• **EXERCISE DESCRIPTION**: Without leaving out a single line, restate the entries below exactly.

• **EXERCISE MATERIAL**:
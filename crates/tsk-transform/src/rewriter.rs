//! Per-node rewrite decision.

use crate::call_identity::{MarkerKind, is_marker_call};
use crate::config::{MarkerModule, ResolutionOptions};
use crate::lowering::{lower_keys, lower_type_members};
use crate::module_identity::ModuleIdentityResolver;
use std::path::Path;
use tracing::{debug, trace};
use tsk_ast::syntax_kind_ext::IMPORT_DECLARATION;
use tsk_ast::{NodeAccess, NodeArena, NodeIndex, NodeList};
use tsk_checker::TypeOracle;

/// What happens to one node.
#[derive(Clone, Copy, Debug, PartialEq, Eq)]
pub enum Rewrite {
    /// Drop the node from its parent.
    Erase,
    /// Put this (fresh) node in its place.
    Replace(NodeIndex),
    /// Leave it as is.
    Keep,
}

/// Recognizes marker imports and marker calls.
///
/// Checks run in a fixed order: import erasure, then `keys`, then
/// `typeMembers`. The first match decides.
pub struct NodeRewriter<'p, O: ?Sized> {
    oracle: &'p O,
    /// Canonicalized at construction
    marker: MarkerModule,
    resolver: ModuleIdentityResolver,
}

impl<'p, O> NodeRewriter<'p, O>
where
    O: TypeOracle + ?Sized,
{
    pub fn new(oracle: &'p O, marker: &MarkerModule, options: ResolutionOptions) -> Self {
        let marker = marker.canonicalized();
        debug!(
            implementation = %marker.implementation.display(),
            declaration = %marker.declaration.display(),
            "[keys] marker module"
        );
        NodeRewriter {
            oracle,
            marker,
            resolver: ModuleIdentityResolver::new(options),
        }
    }

    pub fn marker(&self) -> &MarkerModule {
        &self.marker
    }

    pub fn rewrite(&self, arena: &mut NodeArena, file_name: &str, idx: NodeIndex) -> Rewrite {
        if self.is_marker_import(arena, file_name, idx) {
            debug!(file = file_name, node = idx.0, "[keys] erased marker import");
            return Rewrite::Erase;
        }

        for kind in MarkerKind::ALL {
            if !is_marker_call(
                self.oracle,
                arena,
                file_name,
                idx,
                kind,
                &self.marker.declaration,
                &self.resolver,
            ) {
                continue;
            }
            let type_argument = first_type_argument(arena, idx);
            let literal = match kind {
                MarkerKind::Keys => lower_keys(arena, self.oracle, file_name, type_argument),
                MarkerKind::TypeMembers => {
                    lower_type_members(arena, self.oracle, file_name, type_argument)
                }
            };
            debug!(
                file = file_name,
                call = idx.0,
                marker = kind.function_name(),
                "[keys] replaced marker call"
            );
            return Rewrite::Replace(literal);
        }

        Rewrite::Keep
    }

    /// An import whose specifier loads the marker implementation file,
    /// whatever it imports and however it is aliased.
    fn is_marker_import(&self, arena: &NodeArena, file_name: &str, idx: NodeIndex) -> bool {
        let Some(node) = arena.get(idx) else {
            return false;
        };
        if node.kind != IMPORT_DECLARATION {
            return false;
        }
        let Some(specifier) = arena
            .get_import_decl(node)
            .and_then(|import| arena.get_literal_text(import.module_specifier))
        else {
            return false;
        };

        match self.resolver.resolve_import(specifier, Path::new(file_name)) {
            Ok(resolved) => resolved == self.marker.implementation,
            Err(failure) => {
                trace!(specifier, %failure, "[resolve] import not resolvable");
                false
            }
        }
    }
}

fn first_type_argument(arena: &NodeArena, call: NodeIndex) -> Option<NodeIndex> {
    arena
        .get(call)
        .and_then(|node| arena.get_call_expr(node))
        .and_then(|data| data.type_arguments.as_ref())
        .and_then(NodeList::first)
}
//! Temp-directory project with the marker package installed.
#![allow(dead_code)]

use std::fs;
use std::path::PathBuf;
use tempfile::TempDir;
use tskeys::ast::{AstBuilder, SourceFile, SyntaxKind};
use tskeys::{MarkerModule, TransformerConfig};

pub const MARKER_PACKAGE: &str = "node_modules/tskeys-marker";

pub struct Project {
    _dir: TempDir,
    pub root: PathBuf,
}

impl Project {
    /// `node_modules/tskeys-marker/{index.js,index.d.ts}` and `src/`.
    pub fn new() -> Project {
        tskeys::init_tracing();
        let dir = tempfile::tempdir().expect("tempdir");
        let root = dir.path().canonicalize().expect("canonical tempdir");
        let project = Project { _dir: dir, root };
        project.install_marker(MARKER_PACKAGE);
        project
    }

    pub fn install_marker(&self, package_dir: &str) {
        self.write(&format!("{package_dir}/index.js"), "module.exports = {};\n");
        self.write(
            &format!("{package_dir}/index.d.ts"),
            "export declare function keys<T>(): Array<keyof T>;\n",
        );
    }

    pub fn write(&self, relative: &str, content: &str) -> PathBuf {
        let path = self.root.join(relative);
        if let Some(parent) = path.parent() {
            fs::create_dir_all(parent).expect("parent dir");
        }
        fs::write(&path, content).expect("write file");
        path
    }

    pub fn path(&self, relative: &str) -> String {
        self.root.join(relative).to_string_lossy().into_owned()
    }

    pub fn config(&self) -> TransformerConfig {
        TransformerConfig::new(MarkerModule::from_package_dir(self.root.join(MARKER_PACKAGE)))
    }

    /// Source file with the marker declarations, at `<package_dir>/index.d.ts`.
    pub fn marker_source(&self, package_dir: &str) -> SourceFile {
        marker_declarations(&self.path(&format!("{package_dir}/index.d.ts")))
    }

    /// Write an empty file for `relative` (so its path canonicalizes) and
    /// return its absolute name.
    pub fn source_path(&self, relative: &str) -> String {
        self.write(relative, "");
        self.path(relative)
    }
}

pub fn marker_declarations(file_name: &str) -> SourceFile {
    let mut b = AstBuilder::new();
    let string = b.keyword(SyntaxKind::StringKeyword);
    let ret = b.arena().add_array_type(string);
    b.declare_function("keys", &["T"], ret);
    let key = b.keyword(SyntaxKind::StringKeyword);
    let value = b.keyword(SyntaxKind::StringKeyword);
    let ret = b.type_ref("Record", vec![key, value]);
    b.declare_function("typeMembers", &["T"], ret);
    b.finish(file_name)
}

/// `type T = { a: string; b: number }`
pub fn declare_t(b: &mut AstBuilder) {
    let string = b.keyword(SyntaxKind::StringKeyword);
    let a = b.property("a", string);
    let number = b.keyword(SyntaxKind::NumberKeyword);
    let b_prop = b.property("b", number);
    let literal = b.arena().add_type_literal(vec![a, b_prop]);
    b.type_alias("T", literal);
}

• **ANSWER TO THIS PROBLEM**:
filename crates/tsk-transform/src/rewriter.rs
//! Per-node rewrite decision.

use crate::call_identity::{MarkerKind, is_marker_call};
use crate::config::{MarkerModule, ResolutionOptions};
use crate::lowering::{lower_keys, lower_type_members};
use crate::module_identity::ModuleIdentityResolver;
use std::path::Path;
use tracing::{debug, trace};
use tsk_ast::syntax_kind_ext::IMPORT_DECLARATION;
use tsk_ast::{NodeAccess, NodeArena, NodeIndex, NodeList};
use tsk_checker::TypeOracle;

/// What happens to one node.
#[derive(Clone, Copy, Debug, PartialEq, Eq)]
pub enum Rewrite {
    /// Drop the node from its parent.
    Erase,
    /// Put this (fresh) node in its place.
    Replace(NodeIndex),
    /// Leave it as is.
    Keep,
}

/// Recognizes marker imports and marker calls.
///
/// Checks run in a fixed order: import erasure, then `keys`, then
/// `typeMembers`. The first match decides.
pub struct NodeRewriter<'p, O: ?Sized> {
    oracle: &'p O,
    /// Canonicalized at construction
    marker: MarkerModule,
    resolver: ModuleIdentityResolver,
}

impl<'p, O> NodeRewriter<'p, O>
where
    O: TypeOracle + ?Sized,
{
    pub fn new(oracle: &'p O, marker: &MarkerModule, options: ResolutionOptions) -> Self {
        let marker = marker.canonicalized();
        debug!(
            implementation = %marker.implementation.display(),
            declaration = %marker.declaration.display(),
            "[keys] marker module"
        );
        NodeRewriter {
            oracle,
            marker,
            resolver: ModuleIdentityResolver::new(options),
        }
    }

    pub fn marker(&self) -> &MarkerModule {
        &self.marker
    }

    pub fn rewrite(&self, arena: &mut NodeArena, file_name: &str, idx: NodeIndex) -> Rewrite {
        if self.is_marker_import(arena, file_name, idx) {
            debug!(file = file_name, node = idx.0, "[keys] erased marker import");
            return Rewrite::Erase;
        }

        for kind in MarkerKind::ALL {
            if !is_marker_call(
                self.oracle,
                arena,
                file_name,
                idx,
                kind,
                &self.marker.declaration,
                &self.resolver,
            ) {
                continue;
            }
            let type_argument = first_type_argument(arena, idx);
            let literal = match kind {
                MarkerKind::Keys => lower_keys(arena, self.oracle, file_name, type_argument),
                MarkerKind::TypeMembers => {
                    lower_type_members(arena, self.oracle, file_name, type_argument)
                }
            };
            debug!(
                file = file_name,
                call = idx.0,
                marker = kind.function_name(),
                "[keys] replaced marker call"
            );
            return Rewrite::Replace(literal);
        }

        Rewrite::Keep
    }

    /// An import whose specifier loads the marker implementation file,
    /// whatever it imports and however it is aliased.
    fn is_marker_import(&self, arena: &NodeArena, file_name: &str, idx: NodeIndex) -> bool {
        let Some(node) = arena.get(idx) else {
            return false;
        };
        if node.kind != IMPORT_DECLARATION {
            return false;
        }
        let Some(specifier) = arena
            .get_import_decl(node)
            .and_then(|import| arena.get_literal_text(import.module_specifier))
        else {
            return false;
        };

        match self.resolver.resolve_import(specifier, Path::new(file_name)) {
            Ok(resolved) => resolved == self.marker.implementation,
            Err(failure) => {
                trace!(specifier, %failure, "[resolve] import not resolvable");
                false
            }
        }
    }
}

fn first_type_argument(arena: &NodeArena, call: NodeIndex) -> Option<NodeIndex> {
    arena
        .get(call)
        .and_then(|node| arena.get_call_expr(node))
        .and_then(|data| data.type_arguments.as_ref())
        .and_then(NodeList::first)
}
//! Temp-directory project with the marker package installed.
#![allow(dead_code)]

use std::fs;
use std::path::PathBuf;
use tempfile::TempDir;
use tskeys::ast::{AstBuilder, SourceFile, SyntaxKind};
use tskeys::{MarkerModule, TransformerConfig};

pub const MARKER_PACKAGE: &str = "node_modules/tskeys-marker";

pub struct Project {
    _dir: TempDir,
    pub root: PathBuf,
}

impl Project {
    /// `node_modules/tskeys-marker/{index.js,index.d.ts}` and `src/`.
    pub fn new() -> Project {
        tskeys::init_tracing();
        let dir = tempfile::tempdir().expect("tempdir");
        let root = dir.path().canonicalize().expect("canonical tempdir");
        let project = Project { _dir: dir, root };
        project.install_marker(MARKER_PACKAGE);
        project
    }

    pub fn install_marker(&self, package_dir: &str) {
        self.write(&format!("{package_dir}/index.js"), "module.exports = {};\n");
        self.write(
            &format!("{package_dir}/index.d.ts"),
            "export declare function keys<T>(): Array<keyof T>;\n",
        );
    }

    pub fn write(&self, relative: &str, content: &str) -> PathBuf {
        let path = self.root.join(relative);
        if let Some(parent) = path.parent() {
            fs::create_dir_all(parent).expect("parent dir");
        }
        fs::write(&path, content).expect("write file");
        path
    }

    pub fn path(&self, relative: &str) -> String {
        self.root.join(relative).to_string_lossy().into_owned()
    }

    pub fn config(&self) -> TransformerConfig {
        TransformerConfig::new(MarkerModule::from_package_dir(self.root.join(MARKER_PACKAGE)))
    }

    /// Source file with the marker declarations, at `<package_dir>/index.d.ts`.
    pub fn marker_source(&self, package_dir: &str) -> SourceFile {
        marker_declarations(&self.path(&format!("{package_dir}/index.d.ts")))
    }

    /// Write an empty file for `relative` (so its path canonicalizes) and
    /// return its absolute name.
    pub fn source_path(&self, relative: &str) -> String {
        self.write(relative, "");
        self.path(relative)
    }
}

pub fn marker_declarations(file_name: &str) -> SourceFile {
    let mut b = AstBuilder::new();
    let string = b.keyword(SyntaxKind::StringKeyword);
    let ret = b.arena().add_array_type(string);
    b.declare_function("keys", &["T"], ret);
    let key = b.keyword(SyntaxKind::StringKeyword);
    let value = b.keyword(SyntaxKind::StringKeyword);
    let ret = b.type_ref("Record", vec![key, value]);
    b.declare_function("typeMembers", &["T"], ret);
    b.finish(file_name)
}

/// `type T = { a: string; b: number }`
pub fn declare_t(b: &mut AstBuilder) {
    let string = b.keyword(SyntaxKind::StringKeyword);
    let a = b.property("a", string);
    let number = b.keyword(SyntaxKind::NumberKeyword);
    let b_prop = b.property("b", number);
    let literal = b.arena().add_type_literal(vec![a, b_prop]);
    b.type_alias("T", literal);
}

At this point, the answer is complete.